Schumann’s third symphony, “Rhenish,” is unguarded happiness. Schumann wrote the work after securing a new gig, full of the possibilities a new occupation brings. The symphony is a view into a mind thrilled by a change in scenery, inspired by a new, fertile land, captivated by its charms. It’s a programmatic and fairly straightforward exaltation of his new station in life. The joy would be short-lived, of course, but the symphony stands as a picture in time, rich with optimism and fascination. Stutzmann had the orchestra humming with emotive, luxuriant playing, transmuting the passion for life at the music’s core to a rapt audience. The best playing of the night came in the fourth movement, “Feierlich,” when the mood turns more ceremonious, less pastoral, highlighting triumphant harmonies in the ASO trombones.

Why do audiences go to the symphony?

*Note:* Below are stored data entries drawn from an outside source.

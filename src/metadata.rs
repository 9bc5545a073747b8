use std::collections::BTreeMap;

use crate::errors::Result;
use crate::string_list::NameValueList;

/// Metadata items grouped into named domains.
///
/// The default domain is the empty string.
pub trait Metadata {
    /// Names of the domains holding at least one item.
    fn metadata_domains(&self) -> Vec<String>;

    /// All items of `domain`, or `None` if the domain is empty.
    fn metadata_domain(&self, domain: &str) -> Option<NameValueList>;

    fn metadata_item(&self, key: &str, domain: &str) -> Option<String> {
        self.metadata_domain(domain)
            .and_then(|items| items.fetch_name_value(key).map(str::to_string))
    }

    fn set_metadata_item(&mut self, key: &str, value: &str, domain: &str) -> Result<()>;
}

/// Plain in-memory storage for [`Metadata`], used by driver implementations.
#[derive(Clone, Debug, Default)]
pub struct MetadataStore {
    domains: BTreeMap<String, NameValueList>,
}

impl MetadataStore {
    pub fn new() -> Self {
        Self::default()
    }

    pub fn domains(&self) -> Vec<String> {
        self.domains
            .iter()
            .filter(|(_, items)| !items.is_empty())
            .map(|(name, _)| name.clone())
            .collect()
    }

    pub fn domain(&self, domain: &str) -> Option<&NameValueList> {
        self.domains.get(domain).filter(|items| !items.is_empty())
    }

    pub fn item(&self, key: &str, domain: &str) -> Option<&str> {
        self.domains.get(domain)?.fetch_name_value(key)
    }

    pub fn set_item(&mut self, key: &str, value: &str, domain: &str) -> Result<()> {
        self.domains
            .entry(domain.to_string())
            .or_default()
            .set_name_value(key, value)
    }
}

What do they expect to hear, to learn, from old music, written a world away by white men? In the Brahms, it may speak to our current realities because you can still feel the young man processing his feelings on the page; in Schumann, you celebrate the joy in every note. Looking below the surface of this lovely music, these folks are thinking about, and battling with, age-old issues. But maybe, after a long week of being barraged by difficult-to-process news, it’s simply restorative to hear an optimistic, feel-good tune.